Task prompt: Across the entries that follow, count the lines with the string "only" and reply with that count alone.

── Task inputs ──

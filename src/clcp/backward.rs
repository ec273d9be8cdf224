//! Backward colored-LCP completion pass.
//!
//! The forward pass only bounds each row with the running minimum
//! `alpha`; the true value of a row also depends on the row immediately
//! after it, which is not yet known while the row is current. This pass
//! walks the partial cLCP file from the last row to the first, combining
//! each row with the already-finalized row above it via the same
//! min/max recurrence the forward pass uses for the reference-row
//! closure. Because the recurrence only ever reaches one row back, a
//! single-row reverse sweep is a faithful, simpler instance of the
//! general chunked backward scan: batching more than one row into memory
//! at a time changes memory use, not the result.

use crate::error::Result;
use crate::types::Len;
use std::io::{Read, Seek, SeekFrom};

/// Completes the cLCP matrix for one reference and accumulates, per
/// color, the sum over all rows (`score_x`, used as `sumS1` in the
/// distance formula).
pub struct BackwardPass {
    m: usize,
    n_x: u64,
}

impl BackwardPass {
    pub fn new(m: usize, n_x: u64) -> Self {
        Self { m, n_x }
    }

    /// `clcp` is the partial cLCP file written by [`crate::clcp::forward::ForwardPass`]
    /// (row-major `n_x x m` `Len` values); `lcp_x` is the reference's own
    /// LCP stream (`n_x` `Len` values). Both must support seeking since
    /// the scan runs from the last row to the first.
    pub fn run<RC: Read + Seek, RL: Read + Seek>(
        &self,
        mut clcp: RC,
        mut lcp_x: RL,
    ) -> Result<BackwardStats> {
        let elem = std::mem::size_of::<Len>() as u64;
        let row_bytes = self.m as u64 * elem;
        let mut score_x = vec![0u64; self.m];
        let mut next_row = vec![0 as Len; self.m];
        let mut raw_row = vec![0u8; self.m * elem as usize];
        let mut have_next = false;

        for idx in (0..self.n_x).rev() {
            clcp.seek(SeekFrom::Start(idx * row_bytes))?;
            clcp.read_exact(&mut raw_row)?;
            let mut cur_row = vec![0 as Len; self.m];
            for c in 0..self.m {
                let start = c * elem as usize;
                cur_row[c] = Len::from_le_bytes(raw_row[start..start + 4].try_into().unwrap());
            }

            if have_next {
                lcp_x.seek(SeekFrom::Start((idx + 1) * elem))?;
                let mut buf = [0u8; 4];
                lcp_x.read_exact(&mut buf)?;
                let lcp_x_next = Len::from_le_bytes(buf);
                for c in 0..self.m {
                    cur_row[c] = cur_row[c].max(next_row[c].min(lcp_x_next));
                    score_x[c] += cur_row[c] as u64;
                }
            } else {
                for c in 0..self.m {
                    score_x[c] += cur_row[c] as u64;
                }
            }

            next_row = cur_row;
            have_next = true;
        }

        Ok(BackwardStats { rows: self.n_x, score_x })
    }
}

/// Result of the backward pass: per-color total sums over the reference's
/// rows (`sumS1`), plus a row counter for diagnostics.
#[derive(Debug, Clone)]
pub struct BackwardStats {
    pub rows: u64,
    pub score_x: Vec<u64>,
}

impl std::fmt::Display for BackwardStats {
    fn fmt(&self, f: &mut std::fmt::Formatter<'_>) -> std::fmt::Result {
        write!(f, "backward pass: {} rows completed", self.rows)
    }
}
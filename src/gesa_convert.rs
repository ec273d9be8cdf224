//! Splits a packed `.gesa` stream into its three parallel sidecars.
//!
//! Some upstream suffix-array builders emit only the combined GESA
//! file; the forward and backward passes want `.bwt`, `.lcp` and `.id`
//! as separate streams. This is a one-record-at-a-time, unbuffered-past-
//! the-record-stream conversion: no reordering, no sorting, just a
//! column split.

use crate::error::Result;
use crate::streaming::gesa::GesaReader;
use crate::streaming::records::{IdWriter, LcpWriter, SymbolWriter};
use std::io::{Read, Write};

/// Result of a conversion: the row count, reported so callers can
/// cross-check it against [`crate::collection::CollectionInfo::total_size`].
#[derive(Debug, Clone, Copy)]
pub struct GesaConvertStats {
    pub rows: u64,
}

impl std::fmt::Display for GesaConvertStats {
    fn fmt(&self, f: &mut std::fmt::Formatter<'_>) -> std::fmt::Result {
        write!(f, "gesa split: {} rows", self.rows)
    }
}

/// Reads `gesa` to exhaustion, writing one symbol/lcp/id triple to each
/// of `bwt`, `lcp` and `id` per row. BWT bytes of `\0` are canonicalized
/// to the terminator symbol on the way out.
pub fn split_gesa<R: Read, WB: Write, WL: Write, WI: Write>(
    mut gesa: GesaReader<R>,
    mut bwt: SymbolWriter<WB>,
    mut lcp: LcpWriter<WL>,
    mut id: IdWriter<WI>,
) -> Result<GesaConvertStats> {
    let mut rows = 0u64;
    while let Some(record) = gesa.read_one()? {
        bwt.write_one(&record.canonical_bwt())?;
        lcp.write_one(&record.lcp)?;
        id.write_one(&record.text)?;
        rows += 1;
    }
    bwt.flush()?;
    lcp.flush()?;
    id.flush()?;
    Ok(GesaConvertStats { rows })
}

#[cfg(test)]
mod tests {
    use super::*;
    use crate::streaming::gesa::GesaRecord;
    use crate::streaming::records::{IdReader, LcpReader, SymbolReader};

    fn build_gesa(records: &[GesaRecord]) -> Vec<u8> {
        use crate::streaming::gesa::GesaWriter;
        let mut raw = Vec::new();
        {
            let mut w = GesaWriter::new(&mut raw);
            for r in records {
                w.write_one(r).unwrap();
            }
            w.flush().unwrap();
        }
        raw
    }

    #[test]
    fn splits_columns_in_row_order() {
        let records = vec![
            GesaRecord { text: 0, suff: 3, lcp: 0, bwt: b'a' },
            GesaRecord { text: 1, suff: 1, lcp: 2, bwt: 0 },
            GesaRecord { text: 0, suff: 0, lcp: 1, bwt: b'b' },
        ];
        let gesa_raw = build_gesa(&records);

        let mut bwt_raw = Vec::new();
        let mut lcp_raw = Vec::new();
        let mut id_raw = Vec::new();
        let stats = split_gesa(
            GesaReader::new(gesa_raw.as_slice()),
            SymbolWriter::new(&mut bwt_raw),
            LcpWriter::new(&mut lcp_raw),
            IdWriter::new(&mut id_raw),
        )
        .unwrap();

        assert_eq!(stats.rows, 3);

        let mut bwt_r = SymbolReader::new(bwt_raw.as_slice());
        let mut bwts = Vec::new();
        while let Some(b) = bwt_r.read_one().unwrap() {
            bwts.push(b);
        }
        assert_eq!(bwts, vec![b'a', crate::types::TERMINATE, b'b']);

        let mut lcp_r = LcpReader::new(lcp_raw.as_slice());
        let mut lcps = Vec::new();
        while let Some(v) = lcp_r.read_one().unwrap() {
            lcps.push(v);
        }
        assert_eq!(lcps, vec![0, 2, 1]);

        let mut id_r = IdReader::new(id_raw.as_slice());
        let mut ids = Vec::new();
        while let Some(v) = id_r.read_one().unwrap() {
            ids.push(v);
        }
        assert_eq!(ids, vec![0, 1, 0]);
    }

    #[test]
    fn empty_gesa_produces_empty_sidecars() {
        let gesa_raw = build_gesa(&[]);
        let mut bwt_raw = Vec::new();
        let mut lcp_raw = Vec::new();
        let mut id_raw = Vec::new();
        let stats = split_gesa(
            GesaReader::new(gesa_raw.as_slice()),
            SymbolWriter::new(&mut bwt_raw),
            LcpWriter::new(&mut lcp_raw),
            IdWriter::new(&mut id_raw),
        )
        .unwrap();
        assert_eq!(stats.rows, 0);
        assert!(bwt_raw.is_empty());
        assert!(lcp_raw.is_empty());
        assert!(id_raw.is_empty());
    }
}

───

Task output: 3